Source data:

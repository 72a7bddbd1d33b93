use std::sync::Arc;

use anyhow::{Context, Result};
use evcol_adapters::{DetailFields, SourceAdapter};
use evcol_core::EventRecord;
use evcol_storage::{EventStore, PageFetcher};
use serde::Serialize;
use tokio::sync::Mutex;
use tracing::{debug, info_span, Instrument};

/// Fields a detail page added to a stored record.
#[derive(Debug, Clone, Default, PartialEq, Eq, Serialize)]
pub struct DetailUpdate {
    pub website_url: Option<String>,
    pub description: Option<String>,
}

impl DetailUpdate {
    pub fn is_empty(&self) -> bool {
        self.website_url.is_none() && self.description.is_none()
    }
}

/// A record is worth a detail fetch while it has no site link or only a
/// thin description.
pub fn needs_enrichment(record: &EventRecord, min_description_len: usize) -> bool {
    record.website_url.is_none() || record.description_len() < min_description_len
}

/// Merges scraped detail fields into `record`. The description is only
/// replaced when the stored one is missing or below the threshold.
pub fn apply_detail_update(
    record: &mut EventRecord,
    fields: DetailFields,
    min_description_len: usize,
) -> DetailUpdate {
    let mut update = DetailUpdate::default();

    if let Some(url) = fields.website_url {
        if record.website_url.as_deref() != Some(url.as_str()) {
            record.website_url = Some(url.clone());
            update.website_url = Some(url);
        }
    }

    if let Some(text) = fields.description {
        if record.description_len() < min_description_len
            && text.chars().count() > record.description_len()
        {
            record.description = Some(text.clone());
            update.description = Some(text);
        }
    }

    update
}

pub struct DetailEnricher {
    fetcher: Arc<dyn PageFetcher>,
    store: Arc<dyn EventStore>,
    write_gate: Arc<Mutex<()>>,
    min_description_len: usize,
}

impl DetailEnricher {
    pub fn new(
        fetcher: Arc<dyn PageFetcher>,
        store: Arc<dyn EventStore>,
        write_gate: Arc<Mutex<()>>,
        min_description_len: usize,
    ) -> Self {
        Self {
            fetcher,
            store,
            write_gate,
            min_description_len,
        }
    }

    pub fn min_description_len(&self) -> usize {
        self.min_description_len
    }

    /// One fetch of the record's own page. The merge is applied to the row as
    /// stored at write time, under the upsert gate, not to `record`.
    /// `Ok(None)` means nothing new was found or the row is gone or frozen.
    pub async fn enrich(
        &self,
        adapter: &dyn SourceAdapter,
        record: &EventRecord,
    ) -> Result<Option<DetailUpdate>> {
        let request = adapter.detail_request(&record.source_url);
        let span = info_span!("enrich", source_id = adapter.source_id(), url = %record.source_url);
        let response = self
            .fetcher
            .fetch(adapter.source_id(), &request)
            .instrument(span)
            .await
            .with_context(|| format!("fetching detail page {}", record.source_url))?;

        let fields = adapter
            .parse_detail(&response.text(), self.min_description_len)
            .with_context(|| format!("parsing detail page {}", record.source_url))?;

        let _gate = self.write_gate.lock().await;
        let Some(mut enriched) = self
            .store
            .find_by_source_url(&record.source_url)
            .await
            .with_context(|| format!("reloading {}", record.source_url))?
        else {
            return Ok(None);
        };
        if enriched.is_frozen() {
            debug!(title = %record.title, "approved before enrichment; left untouched");
            return Ok(None);
        }
        let update = apply_detail_update(&mut enriched, fields, self.min_description_len);
        if update.is_empty() {
            debug!(title = %record.title, "detail page added nothing");
            return Ok(None);
        }

        let saved = self
            .store
            .save(&enriched)
            .await
            .with_context(|| format!("saving enrichment for {}", record.source_url))?;
        Ok(saved.map(|_| update))
    }
}
//! Raw listing pages kept on disk, one file per distinct body.

use std::io;
use std::path::{Path, PathBuf};

use anyhow::Context;
use chrono::{DateTime, Utc};
use sha2::{Digest, Sha256};
use tokio::fs;
use tokio::io::AsyncWriteExt;
use uuid::Uuid;

/// Where a listing page came from; decides the directory it lands in.
#[derive(Debug, Clone, Copy)]
pub struct PageOrigin<'a> {
    pub fetched_at: DateTime<Utc>,
    pub source_id: &'a str,
    pub page: u32,
}

impl PageOrigin<'_> {
    /// `<run stamp>/<source id>/page-<n>-<digest>.<ext>`
    fn file_path(&self, digest: &str, extension: &str) -> PathBuf {
        let ext = match extension.trim().trim_start_matches('.') {
            "" => "bin",
            ext => ext,
        };
        let mut path = PathBuf::from(self.fetched_at.format("%Y%m%d_%H%M%S").to_string());
        path.push(self.source_id);
        path.push(format!("page-{}-{digest}.{ext}", self.page));
        path
    }
}

#[derive(Debug, Clone, PartialEq, Eq)]
pub struct ArchivedPage {
    pub digest: String,
    /// Relative to the archive root.
    pub path: PathBuf,
    pub bytes: usize,
    /// False when an identical body was already on disk.
    pub newly_written: bool,
}

#[derive(Debug, Clone)]
pub struct PageArchive {
    root: PathBuf,
}

impl PageArchive {
    pub fn new(root: impl Into<PathBuf>) -> Self {
        Self { root: root.into() }
    }

    pub fn root(&self) -> &Path {
        &self.root
    }

    pub fn locate(&self, page: &ArchivedPage) -> PathBuf {
        self.root.join(&page.path)
    }

    pub fn digest(body: &[u8]) -> String {
        hex::encode(Sha256::digest(body))
    }

    /// Archived files are never rewritten: a second identical body for the
    /// same origin resolves to the file already there.
    pub async fn archive(
        &self,
        origin: PageOrigin<'_>,
        extension: &str,
        body: &[u8],
    ) -> anyhow::Result<ArchivedPage> {
        let digest = Self::digest(body);
        let path = origin.file_path(&digest, extension);
        let target = self.root.join(&path);
        let newly_written = publish_once(&target, body)
            .await
            .with_context(|| format!("archiving page to {}", target.display()))?;
        Ok(ArchivedPage {
            digest,
            path,
            bytes: body.len(),
            newly_written,
        })
    }
}

/// Stages the body beside `target`, then hard-links it into place. Linking
/// refuses an existing target, so concurrent writers cannot clobber a page
/// and readers never see a partial one.
async fn publish_once(target: &Path, body: &[u8]) -> io::Result<bool> {
    let dir = target
        .parent()
        .ok_or_else(|| io::Error::new(io::ErrorKind::InvalidInput, "archive path has no parent"))?;
    fs::create_dir_all(dir).await?;
    if fs::try_exists(target).await? {
        return Ok(false);
    }

    let staging = dir.join(format!(".{}.part", Uuid::new_v4()));
    let published = match stage(&staging, body).await {
        Ok(()) => match fs::hard_link(&staging, target).await {
            Ok(()) => Ok(true),
            Err(err) if err.kind() == io::ErrorKind::AlreadyExists => Ok(false),
            Err(err) => Err(err),
        },
        Err(err) => Err(err),
    };
    let _ = fs::remove_file(&staging).await;
    published
}

async fn stage(path: &Path, body: &[u8]) -> io::Result<()> {
    let mut file = fs::OpenOptions::new()
        .write(true)
        .create_new(true)
        .open(path)
        .await?;
    file.write_all(body).await?;
    file.sync_all().await
}

#[cfg(test)]
mod tests {
    use super::*;
    use tempfile::tempdir;

    fn origin(page: u32) -> PageOrigin<'static> {
        PageOrigin {
            fetched_at: DateTime::parse_from_rfc3339("2025-10-01T03:00:00Z")
                .expect("ts")
                .with_timezone(&Utc),
            source_id: "festival-portal",
            page,
        }
    }

    #[test]
    fn digests_are_sha256_hex() {
        assert_eq!(
            PageArchive::digest(b"hello world"),
            "b94d27b9934d3e08a52e52d7da7dabfac484efe37a5380ee9088f7ace2efcde9"
        );
    }

    #[tokio::test]
    async fn identical_pages_resolve_to_one_archived_file() {
        let dir = tempdir().expect("tempdir");
        let archive = PageArchive::new(dir.path());

        let first = archive
            .archive(origin(1), "html", b"<ul>same</ul>")
            .await
            .expect("first write");
        let second = archive
            .archive(origin(1), "html", b"<ul>same</ul>")
            .await
            .expect("second write");

        assert!(first.newly_written);
        assert!(!second.newly_written);
        assert_eq!(first.path, second.path);
        assert!(archive.locate(&first).exists());
        assert!(first.path.starts_with("20251001_030000/festival-portal"));

        let leftovers = std::fs::read_dir(archive.locate(&first).parent().expect("dir"))
            .expect("listing")
            .count();
        assert_eq!(leftovers, 1, "staging files are cleaned up");
    }

    #[tokio::test]
    async fn changed_bodies_get_their_own_file() {
        let dir = tempdir().expect("tempdir");
        let archive = PageArchive::new(dir.path());

        let before = archive
            .archive(origin(2), ".json", b"[1]")
            .await
            .expect("before");
        let after = archive.archive(origin(2), "", b"[2]").await.expect("after");

        assert!(before.newly_written && after.newly_written);
        assert_ne!(before.path, after.path);
        assert!(before.path.to_string_lossy().ends_with(".json"));
        assert!(after.path.to_string_lossy().ends_with(".bin"));
        assert_eq!(
            std::fs::read(archive.locate(&after)).expect("read back"),
            b"[2]"
        );
    }
}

Task to complete: Nothing but the lines from the top of the entries above through the line with "pub fn is_empty(&self)" should be set down, each exactly as written.

Task solution:
repository 72a7bddbd1d33b93
use std::sync::Arc;

use anyhow::{Context, Result};
use evcol_adapters::{DetailFields, SourceAdapter};
use evcol_core::EventRecord;
use evcol_storage::{EventStore, PageFetcher};
use serde::Serialize;
use tokio::sync::Mutex;
use tracing::{debug, info_span, Instrument};

/// Fields a detail page added to a stored record.
#[derive(Debug, Clone, Default, PartialEq, Eq, Serialize)]
pub struct DetailUpdate {
    pub website_url: Option<String>,
    pub description: Option<String>,
}

impl DetailUpdate {
    pub fn is_empty(&self) -> bool {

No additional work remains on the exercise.